Shanis was aware of blood oozing onto her fingertips from the cuts opened by the flying stone. Her grip was less sure, and she was about to slow her pace when it happened.
Her left foot came down on a sliver of rock, probably dislodged by the golorak. It was not large, but enough to turn her ankle. Her left leg buckled, and her right foot slipped free. She screamed, her feet scrabbling for purchase against the rough stone as she dangled from bloody fingertips over a black abyss.
Her right instep caught a rough protrusion, and she pushed up, at the same time pulling with slippery fingers. She could almost get her left foot onto the ledge. She was frighteningly mindful of the pulling sensation that drew her toward the tunnel on the other side of the cavern. She fought to ignore it as she struggled to regain the ledge.
Almost…she raised her foot…nearly there. Her left hand began to slip. Almost…her toe touched the ledge.
The rock beneath her right foot broke away, and her weight fell heavy onto her hands. Her left hand lost its purchase, and she knew she was going to die.
And then Larris was there. He gripped the back of her belt through a handful of cloak, and pulled her up. He could not lift her all the way onto the ledge by himself, but his added strength was enough to help her regain her grip, and get her feet back onto the ledge.
She looked at him, all six of him refracted in her frightened tears, and could not speak. She felt his hand on her shoulder, comforting her.
“You are all right,” he said. “You are the bravest woman I have ever known. Lead us across this ledge and away from that smelly animal.”
In that moment, she understood why a man would die for his ruler. In her moment of weakness, Larris had affirmed and inspired her with a few simple words. In the back of her mind, she knew he said those things to calm and encourage her, but in that moment she believed them to be true.

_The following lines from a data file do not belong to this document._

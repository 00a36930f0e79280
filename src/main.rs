use std::path::PathBuf;
use std::sync::Arc;
use std::time::Duration;

use anyhow::{Context, Result};
use clap::Parser;
use tracing_subscriber::EnvFilter;

use tcp_probe_rs::output::ConsoleSink;
use tcp_probe_rs::ports::{parse_port_spec, PortSet};
use tcp_probe_rs::prober::ProbePolicy;
use tcp_probe_rs::scanner::{self, ScanConfig};
use tcp_probe_rs::targets::HostSet;

/// tcp-probe-rs — concurrent TCP connect probe with retries and live progress.
#[derive(Debug, Clone, Parser)]
#[command(
    name = "tcp-probe-rs",
    version,
    about = "Concurrent TCP connect probe with retries and live progress.",
    long_about = None
)]
struct Cli {
    /// Single host to scan (name or IP).
    #[arg(long)]
    host: Option<String>,

    /// File with hosts, one per line (`#` comments and blank lines skipped).
    #[arg(long = "hosts-file")]
    hosts_file: Option<PathBuf>,

    /// File with CIDR ranges, one per line.
    #[arg(long = "cidr-file")]
    cidr_file: Option<PathBuf>,

    /// Ports to scan, e.g. `80`, `80-443`, `22,80,8000-8100`. Defaults to 1-65535.
    #[arg(short, long)]
    ports: Option<String>,

    /// Also write open results to this file.
    #[arg(short, long)]
    output: Option<PathBuf>,

    /// Number of concurrent workers.
    #[arg(short, long, default_value_t = 100, value_parser = clap::value_parser!(u32).range(1..))]
    concurrency: u32,

    /// Connect attempts per port.
    #[arg(short, long, default_value_t = 5, value_parser = clap::value_parser!(u32).range(1..))]
    retries: u32,

    /// Per-attempt connect timeout in milliseconds.
    #[arg(short = 't', long = "timeout-ms", default_value_t = 500)]
    timeout_ms: u64,

    /// Pause between attempts in milliseconds.
    #[arg(short = 's', long = "delay-ms", default_value_t = 100)]
    delay_ms: u64,

    /// Seconds between progress lines.
    #[arg(long = "progress-secs", default_value_t = 5, value_parser = clap::value_parser!(u64).range(1..))]
    progress_secs: u64,

    /// Print the final summary as JSON as well.
    #[arg(long = "summary-json", default_value_t = false)]
    summary_json: bool,

    /// Enable debug logging (RUST_LOG overrides).
    #[arg(short, long, default_value_t = false)]
    verbose: bool,
}

impl Cli {
    fn scan_config(&self) -> ScanConfig {
        ScanConfig {
            concurrency: self.concurrency as usize,
            probe: ProbePolicy {
                max_retries: self.retries,
                timeout: Duration::from_millis(self.timeout_ms),
                delay: Duration::from_millis(self.delay_ms),
            },
            progress_every: Duration::from_secs(self.progress_secs),
        }
    }
}

#[tokio::main]
async fn main() {
    let cli = Cli::parse();

    let default_filter = if cli.verbose {
        "tcp_probe_rs=debug"
    } else {
        "tcp_probe_rs=warn"
    };
    let filter =
        EnvFilter::try_from_default_env().unwrap_or_else(|_| EnvFilter::new(default_filter));
    tracing_subscriber::fmt()
        .with_env_filter(filter)
        .with_target(false)
        .with_writer(std::io::stderr)
        .init();

    if let Err(e) = run(cli).await {
        eprintln!("Error: {e:#}");
        std::process::exit(1);
    }
}

async fn run(cli: Cli) -> Result<()> {
    let hosts = HostSet::from_sources(
        cli.host.as_deref(),
        cli.hosts_file.as_deref(),
        cli.cidr_file.as_deref(),
    )
    .context("failed to load targets")?;

    let ports = parse_port_spec(cli.ports.as_deref().unwrap_or(""))
        .context("failed to parse ports")?
        .unwrap_or_else(PortSet::full);

    let sink = match cli.output.as_deref() {
        Some(path) => ConsoleSink::with_file(path).context("failed to create output file")?,
        None => ConsoleSink::new(),
    };

    let total = scanner::total_jobs(&hosts, &ports);
    println!(
        "Scanning {} host(s) across {} ports ({} total combinations)...",
        hosts.len(),
        ports.len(),
        total
    );
    if let Some(path) = sink.file_path() {
        println!("Output will be saved to: {}", path.display());
    }

    let config = cli.scan_config();
    let summary = scanner::run(&hosts, &ports, &config, Arc::new(sink)).await?;

    println!("\n{summary}");
    if cli.summary_json {
        println!("{}", serde_json::to_string_pretty(&summary)?);
    }
    Ok(())
}

#[cfg(test)]
mod tests {
    use super::*;

    #[test]
    fn cli_defaults_match_scan_config() {
        let cli = Cli::parse_from(["tcp-probe-rs"]);
        assert_eq!(cli.scan_config(), ScanConfig::default());
    }

    #[test]
    fn zero_workers_rejected() {
        assert!(Cli::try_parse_from(["tcp-probe-rs", "-c", "0"]).is_err());
        assert!(Cli::try_parse_from(["tcp-probe-rs", "-r", "0"]).is_err());
    }

    #[test]
    fn short_flags() {
        let cli = Cli::parse_from([
            "tcp-probe-rs", "--host", "10.0.0.1", "-p", "22,80", "-c", "8", "-r", "2", "-t", "250",
            "-s", "50",
        ]);
        let c = cli.scan_config();
        assert_eq!(c.concurrency, 8);
        assert_eq!(c.probe.max_retries, 2);
        assert_eq!(c.probe.timeout, Duration::from_millis(250));
        assert_eq!(c.probe.delay, Duration::from_millis(50));
        assert_eq!(cli.ports.as_deref(), Some("22,80"));
    }
}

With her resolve firmed, she resumed her trek. She narrowed her focus on the ledge in front of her, and repeated her calming exercise, this time with her eyes open. Now it came easier. She formed the blade in her subconscious and imagined her senses to be the keen edge. All else was gone: the golorak, her fear, the tugging sensation.
In what seemed like seconds she felt hands on her, and looked up to see Hierm pulling her onto the remains of the old bridge. She fell into his arms as she stepped forward, and then felt Oskar wrap his bearlike arms around her from behind. They were squeezing the breath out of her, but she did not care. She felt a hand on her cheek and opened her eyes to see Khalyndryn weeping openly. She snaked an arm out and pulled the girl to her. Soon, the four villagers were in a tight circle, hugging and crying, a world away from home.
She broke the embrace with reluctance at the sound of Allyn clearing his throat. He stood at the edge of the chasm, having managed to lasso one of the square stone footings on the other side and had secured the other end rope to a nearby boulder.
“We need to get across right away,” he snapped. “Who knows what might come out of that tunnel?”
In her relief at making it across the ledge, she had not noticed the gaping passageway that opened onto the bridge.
“I’ll go first in case it doesn’t hold,” Larris said, striding to the jagged edge of the broken stone bridge.
Allyn nodded and picked up another rope lying at his feet, and cinched it around Larris’ waist. He showed Shanis and the others how to hold it, and instructed them to keep tension on it, and to play the rope out as Larris climbed across. “If his rope doesn’t hold, it’s up to us.” He tied the other end to the boulder for good measure, then signaled for Larris to cross.
Shanis and the others watched in silence as Larris took hold of the rope in both hands, hooked his ankles around it, and began to make his way, feet-first across the chasm. It seemed an eternity, but soon he was standing on the other side, untying the rope from his waist.
“Send Oskar next,” he called. “While we still have enough hands on that side to support his weight.
Oska
r was trembling visibly as Allyn secured the rope around his midriff. The archer joked that he hoped there would be enough rope left after spanning Oskar’s middle, but Oskar was too nervous to laugh. None the less, he too made it across without incident.
Khalyndryn was next, and Shanis was surprised at how nimbly she made the climb. It was decided that Hierm, the heaviest of the remaining three, would go next, followed by Shanis, then Allyn.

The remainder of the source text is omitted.